We operate across 3 continents and in 8 countries with over +1500 employees worldwide. Being passionate foodies, we are using technology to reinvent the global food supply chain to reduce food waste. In the end, it’s simple: We started Marley Spoon because we love cooking! We now have an exciting opportunity to bring a Data Scientist on board our team, working across all brands and territories.
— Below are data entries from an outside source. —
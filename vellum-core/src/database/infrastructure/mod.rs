//! Concrete adapters for the repository ports.

pub mod memory;
#[cfg(feature = "postgres")]
#[cfg_attr(docsrs, doc(cfg(feature = "postgres")))]
pub mod postgres;
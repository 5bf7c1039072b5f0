//! In-process adapter implementing both repository ports.
//!
//! A transaction holds the store lock for its whole lifetime and works on a
//! staged copy; `commit` swaps the copy in, dropping the handle discards it.
//! The store enforces the same unique-slug, foreign-key and ready-rendition
//! rules as the Postgres schema.

use std::{collections::HashMap, sync::Arc};

use async_trait::async_trait;
use tokio::sync::{Mutex, OwnedMutexGuard};
use vellum_model::{
    ContentItem, ContentItemID, ContentItemQuery, MediaAsset, MediaAssetID,
    MediaAssetQuery, OwnerID, OwnershipScope, Page,
};

use crate::{
    database::ports::{
        content_items::{ContentItemRepository, ContentItemTransaction},
        media_assets::{
            AssetLookup, MediaAssetRepository, MediaAssetTransaction,
        },
    },
    error::{CatalogError, Result},
    query::{
        ContentItemListing, MediaAssetListing, ScopePredicate,
        memory::paginate,
    },
};

#[derive(Debug, Clone, Default)]
struct CatalogState {
    assets: HashMap<MediaAssetID, MediaAsset>,
    items: HashMap<ContentItemID, ContentItem>,
}

impl CatalogState {
    fn live_asset(&self, id: MediaAssetID, owner_id: OwnerID) -> Option<&MediaAsset> {
        self.assets
            .get(&id)
            .filter(|asset| asset.owner_id == owner_id && !asset.is_deleted())
    }

    fn live_item(&self, id: ContentItemID, owner_id: OwnerID) -> Option<&ContentItem> {
        self.items
            .get(&id)
            .filter(|item| item.owner_id == owner_id && !item.is_deleted())
    }

    fn slug_taken(
        &self,
        scope: &OwnershipScope,
        slug: &str,
        excluding: Option<ContentItemID>,
    ) -> bool {
        self.items.values().any(|item| {
            !item.is_deleted()
                && Some(item.id) != excluding
                && scope.contains(item.owner_id, item.organization_id)
                && item.slug == slug
        })
    }

    fn put_asset(&mut self, asset: &MediaAsset) -> Result<MediaAsset> {
        if !asset.rendition_consistent() {
            return Err(CatalogError::validation(
                "status",
                "a ready asset needs a playlist, a thumbnail and a duration",
            ));
        }
        self.assets.insert(asset.id, asset.clone());
        Ok(asset.clone())
    }

    fn put_item(&mut self, item: &ContentItem) -> Result<ContentItem> {
        if item.kind.requires_media() != item.media_asset_id.is_some() {
            return Err(CatalogError::validation(
                "media_asset_id",
                "media reference does not match the content kind",
            ));
        }
        if let Some(asset_id) = item.media_asset_id
            && !self.assets.contains_key(&asset_id)
        {
            return Err(CatalogError::media_asset_not_found(asset_id));
        }
        if !item.is_deleted() {
            let scope = OwnershipScope {
                owner_id: item.owner_id,
                organization_id: item.organization_id,
            };
            if self.slug_taken(&scope, &item.slug, Some(item.id)) {
                return Err(CatalogError::SlugConflict {
                    slug: item.slug.clone(),
                });
            }
        }
        self.items.insert(item.id, item.clone());
        Ok(item.clone())
    }
}

/// Process-local catalog store for tests and embedding.
#[derive(Debug, Clone, Default)]
pub struct MemoryCatalog {
    state: Arc<Mutex<CatalogState>>,
}

impl MemoryCatalog {
    pub fn new() -> Self {
        Self::default()
    }

    async fn transaction(&self) -> MemoryTransaction {
        let guard = Arc::clone(&self.state).lock_owned().await;
        let staged = guard.clone();
        MemoryTransaction { guard, staged }
    }
}

/// Exclusive handle over a staged copy of the store.
#[derive(Debug)]
pub struct MemoryTransaction {
    guard: OwnedMutexGuard<CatalogState>,
    staged: CatalogState,
}

impl MemoryTransaction {
    fn apply(mut self) {
        *self.guard = self.staged;
    }
}

#[async_trait]
impl MediaAssetRepository for MemoryCatalog {
    async fn begin(&self) -> Result<Box<dyn MediaAssetTransaction>> {
        Ok(Box::new(self.transaction().await))
    }

    async fn find_asset(
        &self,
        id: MediaAssetID,
        owner_id: OwnerID,
    ) -> Result<Option<MediaAsset>> {
        let state = self.state.lock().await;
        Ok(state.live_asset(id, owner_id).cloned())
    }

    async fn list_assets(
        &self,
        owner_id: OwnerID,
        query: &MediaAssetQuery,
    ) -> Result<Page<MediaAsset>> {
        let state = self.state.lock().await;
        Ok(paginate::<MediaAssetListing>(
            state.assets.values(),
            &ScopePredicate::owner(owner_id),
            query,
            query.page,
        ))
    }
}

#[async_trait]
impl ContentItemRepository for MemoryCatalog {
    async fn begin(&self) -> Result<Box<dyn ContentItemTransaction>> {
        Ok(Box::new(self.transaction().await))
    }

    async fn list_items(
        &self,
        scope: &OwnershipScope,
        query: &ContentItemQuery,
    ) -> Result<Page<ContentItem>> {
        let state = self.state.lock().await;
        Ok(paginate::<ContentItemListing>(
            state.items.values(),
            &ScopePredicate::scoped(scope),
            query,
            query.page,
        ))
    }
}

#[async_trait]
impl AssetLookup for MemoryTransaction {
    async fn lookup_asset(
        &mut self,
        id: MediaAssetID,
        owner_id: OwnerID,
    ) -> Result<Option<MediaAsset>> {
        Ok(self.staged.live_asset(id, owner_id).cloned())
    }
}

#[async_trait]
impl MediaAssetTransaction for MemoryTransaction {
    async fn lock_asset(
        &mut self,
        id: MediaAssetID,
        owner_id: OwnerID,
    ) -> Result<Option<MediaAsset>> {
        Ok(self.staged.live_asset(id, owner_id).cloned())
    }

    async fn insert_asset(&mut self, asset: &MediaAsset) -> Result<MediaAsset> {
        if self.staged.assets.contains_key(&asset.id) {
            return Err(CatalogError::Internal(format!(
                "Failed to create media asset: duplicate id {}",
                asset.id
            )));
        }
        self.staged.put_asset(asset)
    }

    async fn update_asset(&mut self, asset: &MediaAsset) -> Result<MediaAsset> {
        if self.staged.live_asset(asset.id, asset.owner_id).is_none() {
            return Err(CatalogError::media_asset_not_found(asset.id));
        }
        self.staged.put_asset(asset)
    }

    async fn commit(self: Box<Self>) -> Result<()> {
        self.apply();
        Ok(())
    }
}

#[async_trait]
impl ContentItemTransaction for MemoryTransaction {
    async fn find_item(
        &mut self,
        id: ContentItemID,
        owner_id: OwnerID,
    ) -> Result<Option<ContentItem>> {
        Ok(self.staged.live_item(id, owner_id).cloned())
    }

    async fn lock_item(
        &mut self,
        id: ContentItemID,
        owner_id: OwnerID,
    ) -> Result<Option<ContentItem>> {
        Ok(self.staged.live_item(id, owner_id).cloned())
    }

    async fn slug_in_use(
        &mut self,
        scope: &OwnershipScope,
        slug: &str,
        excluding: Option<ContentItemID>,
    ) -> Result<bool> {
        Ok(self.staged.slug_taken(scope, slug, excluding))
    }

    async fn insert_item(&mut self, item: &ContentItem) -> Result<ContentItem> {
        if self.staged.items.contains_key(&item.id) {
            return Err(CatalogError::Internal(format!(
                "Failed to create content item: duplicate id {}",
                item.id
            )));
        }
        self.staged.put_item(item)
    }

    async fn update_item(&mut self, item: &ContentItem) -> Result<ContentItem> {
        if self.staged.live_item(item.id, item.owner_id).is_none() {
            return Err(CatalogError::content_item_not_found(item.id));
        }
        self.staged.put_item(item)
    }

    async fn commit(self: Box<Self>) -> Result<()> {
        self.apply();
        Ok(())
    }
}
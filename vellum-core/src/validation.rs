//! Shape checks run before any datastore call.
//!
//! Each input type gets one `Validate` impl that records every problem it can
//! find, so the caller sees all bad fields at once.

use once_cell::sync::Lazy;
use regex::Regex;
use vellum_model::{
    ContentItemPatch, ContentKind, MediaAssetPatch, MediaKind, NewContentItem,
    NewMediaAsset, ReadyRendition, patch::assigned,
};

use crate::error::{Result, ValidationErrors};

pub const TITLE_MAX_LEN: usize = 200;
pub const DESCRIPTION_MAX_LEN: usize = 5_000;
pub const SLUG_MAX_LEN: usize = 120;
pub const CATEGORY_MAX_LEN: usize = 64;
pub const TAG_MAX_LEN: usize = 40;
pub const TAG_MAX_COUNT: usize = 20;
pub const BODY_MAX_LEN: usize = 200_000;
pub const STORAGE_KEY_MAX_LEN: usize = 1_024;
pub const MIME_TYPE_MAX_LEN: usize = 127;
pub const FAILURE_REASON_MAX_LEN: usize = 2_000;
pub const SEARCH_MAX_LEN: usize = 200;

static SLUG_PATTERN: Lazy<Regex> = Lazy::new(|| {
    Regex::new(r"^[a-z0-9]+(?:-[a-z0-9]+)*$")
        .expect("slug regex should compile")
});

pub trait Validate {
    fn validate(&self) -> Result<()>;
}

impl Validate for NewMediaAsset {
    fn validate(&self) -> Result<()> {
        let mut errors = ValidationErrors::new();

        check_required(&mut errors, "storage_key", &self.storage_key, STORAGE_KEY_MAX_LEN);
        if self.file_size <= 0 {
            errors.push("file_size", "must be greater than zero");
        }
        check_required(&mut errors, "mime_type", &self.mime_type, MIME_TYPE_MAX_LEN);
        if !self.mime_type.trim().is_empty()
            && !mime_matches_kind(&self.mime_type, self.kind)
        {
            errors.push(
                "mime_type",
                format!("'{}' is not a {} type", self.mime_type, self.kind),
            );
        }
        check_optional(&mut errors, "title", self.title.as_deref(), TITLE_MAX_LEN);
        check_optional(
            &mut errors,
            "description",
            self.description.as_deref(),
            DESCRIPTION_MAX_LEN,
        );

        errors.into_result()
    }
}

impl Validate for MediaAssetPatch {
    fn validate(&self) -> Result<()> {
        let mut errors = ValidationErrors::new();
        if self.is_empty() {
            errors.push("patch", "at least one field must be provided");
        }
        check_optional(
            &mut errors,
            "title",
            assigned(&self.title).map(String::as_str),
            TITLE_MAX_LEN,
        );
        check_optional(
            &mut errors,
            "description",
            assigned(&self.description).map(String::as_str),
            DESCRIPTION_MAX_LEN,
        );
        errors.into_result()
    }
}

impl Validate for ReadyRendition {
    fn validate(&self) -> Result<()> {
        let mut errors = ValidationErrors::new();
        check_required(&mut errors, "playlist_key", &self.playlist_key, STORAGE_KEY_MAX_LEN);
        check_required(&mut errors, "thumbnail_key", &self.thumbnail_key, STORAGE_KEY_MAX_LEN);
        // Sub-second media probes to a whole-second duration of zero.
        if self.duration_seconds < 0 {
            errors.push("duration_seconds", "must not be negative");
        }
        for (field, value) in [("width", self.width), ("height", self.height)] {
            if matches!(value, Some(v) if v <= 0) {
                errors.push(field, "must be greater than zero");
            }
        }
        for (field, value) in [
            ("preview_playlist_key", self.preview_playlist_key.as_deref()),
            ("waveform_key", self.waveform_key.as_deref()),
            ("waveform_image_key", self.waveform_image_key.as_deref()),
            ("mezzanine_key", self.mezzanine_key.as_deref()),
        ] {
            check_optional(&mut errors, field, value, STORAGE_KEY_MAX_LEN);
        }
        if self.ready_variants.iter().any(|v| v.trim().is_empty()) {
            errors.push("ready_variants", "variant names must not be empty");
        }
        errors.into_result()
    }
}

impl Validate for NewContentItem {
    fn validate(&self) -> Result<()> {
        let mut errors = ValidationErrors::new();

        check_required(&mut errors, "title", &self.title, TITLE_MAX_LEN);
        check_slug(&mut errors, &self.slug);
        check_price(&mut errors, self.price_cents);
        check_optional(&mut errors, "category", self.category.as_deref(), CATEGORY_MAX_LEN);
        check_tags(&mut errors, &self.tags);

        match (self.kind, self.media_asset_id) {
            (ContentKind::Written, Some(_)) => {
                errors.push("media_asset_id", "written content cannot reference a media asset");
            }
            (kind, None) if kind.requires_media() => {
                errors.push("media_asset_id", format!("{kind} content requires a media asset"));
            }
            _ => {}
        }

        check_body(&mut errors, self.kind, self.body.as_deref());

        errors.into_result()
    }
}

impl Validate for ContentItemPatch {
    fn validate(&self) -> Result<()> {
        let mut errors = ValidationErrors::new();

        if self.media_asset_id.is_some() {
            errors.push("media_asset_id", "the media asset link cannot be changed");
        }
        if let Some(title) = self.title.as_deref() {
            check_required(&mut errors, "title", title, TITLE_MAX_LEN);
        }
        if let Some(slug) = self.slug.as_deref() {
            check_slug(&mut errors, slug);
        }
        if let Some(price) = self.price_cents {
            check_price(&mut errors, price);
        }
        check_optional(
            &mut errors,
            "category",
            assigned(&self.category).map(String::as_str),
            CATEGORY_MAX_LEN,
        );
        if let Some(tags) = self.tags.as_deref() {
            check_tags(&mut errors, tags);
        }
        if let Some(body) = assigned(&self.body)
            && body.chars().count() > BODY_MAX_LEN
        {
            errors.push("body", format!("must be at most {BODY_MAX_LEN} characters"));
        }

        errors.into_result()
    }
}

/// A body may only be set on written content. Checked once the stored kind
/// is known.
pub fn validate_body_for_kind(kind: ContentKind, body: Option<&str>) -> Result<()> {
    let mut errors = ValidationErrors::new();
    check_body(&mut errors, kind, body);
    errors.into_result()
}

pub fn validate_failure_reason(reason: &str) -> Result<()> {
    let mut errors = ValidationErrors::new();
    check_required(&mut errors, "failure_reason", reason, FAILURE_REASON_MAX_LEN);
    errors.into_result()
}

pub fn validate_search(search: Option<&str>) -> Result<()> {
    let mut errors = ValidationErrors::new();
    if let Some(text) = search
        && text.chars().count() > SEARCH_MAX_LEN
    {
        errors.push("search", format!("must be at most {SEARCH_MAX_LEN} characters"));
    }
    errors.into_result()
}

pub fn is_valid_slug(slug: &str) -> bool {
    slug.len() <= SLUG_MAX_LEN && SLUG_PATTERN.is_match(slug)
}

fn mime_matches_kind(mime: &str, kind: MediaKind) -> bool {
    let prefix = match kind {
        MediaKind::Video => "video/",
        MediaKind::Audio => "audio/",
    };
    mime.trim().to_ascii_lowercase().starts_with(prefix)
}

fn check_required(
    errors: &mut ValidationErrors,
    field: &'static str,
    value: &str,
    max_len: usize,
) {
    if value.trim().is_empty() {
        errors.push(field, "must not be empty");
    } else if value.chars().count() > max_len {
        errors.push(field, format!("must be at most {max_len} characters"));
    }
}

fn check_optional(
    errors: &mut ValidationErrors,
    field: &'static str,
    value: Option<&str>,
    max_len: usize,
) {
    if let Some(value) = value {
        check_required(errors, field, value, max_len);
    }
}

fn check_slug(errors: &mut ValidationErrors, slug: &str) {
    if slug.is_empty() {
        errors.push("slug", "must not be empty");
    } else if slug.len() > SLUG_MAX_LEN {
        errors.push("slug", format!("must be at most {SLUG_MAX_LEN} characters"));
    } else if !SLUG_PATTERN.is_match(slug) {
        errors.push(
            "slug",
            "must be lowercase letters and digits separated by single hyphens",
        );
    }
}

fn check_price(errors: &mut ValidationErrors, price_cents: Option<i64>) {
    if matches!(price_cents, Some(p) if p < 0) {
        errors.push("price_cents", "must not be negative");
    }
}

fn check_tags(errors: &mut ValidationErrors, tags: &[String]) {
    if tags.len() > TAG_MAX_COUNT {
        errors.push("tags", format!("at most {TAG_MAX_COUNT} tags are allowed"));
    }
    if tags.iter().any(|t| t.trim().is_empty()) {
        errors.push("tags", "tags must not be empty");
    }
    if tags.iter().any(|t| t.chars().count() > TAG_MAX_LEN) {
        errors.push("tags", format!("tags must be at most {TAG_MAX_LEN} characters"));
    }
}

fn check_body(errors: &mut ValidationErrors, kind: ContentKind, body: Option<&str>) {
    let Some(body) = body else {
        return;
    };
    if kind != ContentKind::Written {
        errors.push("body", "only written content has a body");
    } else if body.chars().count() > BODY_MAX_LEN {
        errors.push("body", format!("must be at most {BODY_MAX_LEN} characters"));
    }
}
This is a once-in-a-lifetime opportunity to be part of the food revolution and join our food-tech start-up as we take our growth to the next level.
As a part of the team, you’ll be responsible for:
- Building a range of analytical models (Prescriptive, Predictive, Diagnostic, Descriptive)
- Building predictive and segmentation models (e.g. RFM segmentation, churn prediction, sentimental analysis, recommendation engines, next best offer, propensity scoring models, etc.) making use of relevant data from multiple data sources
- Deploying, maintaining and improving the models using various types of algorithms and techniques
- Mine data from multiple sources and to build/enhance stored procedures/functions
- Providing deep-dive analytical support for the business
Requirements
- MSc or Ph.D. in a quantitative discipline: Machine Learning, Computer Science, Statistics, Applied Mathematics, Physics or related fields
- Experience in a Data Science related role
- Hands-on experience in building segmentation and prediction models with large datasets using various algorithms and techniques (decision trees, logistic regression, neural networks, clustering, etc.)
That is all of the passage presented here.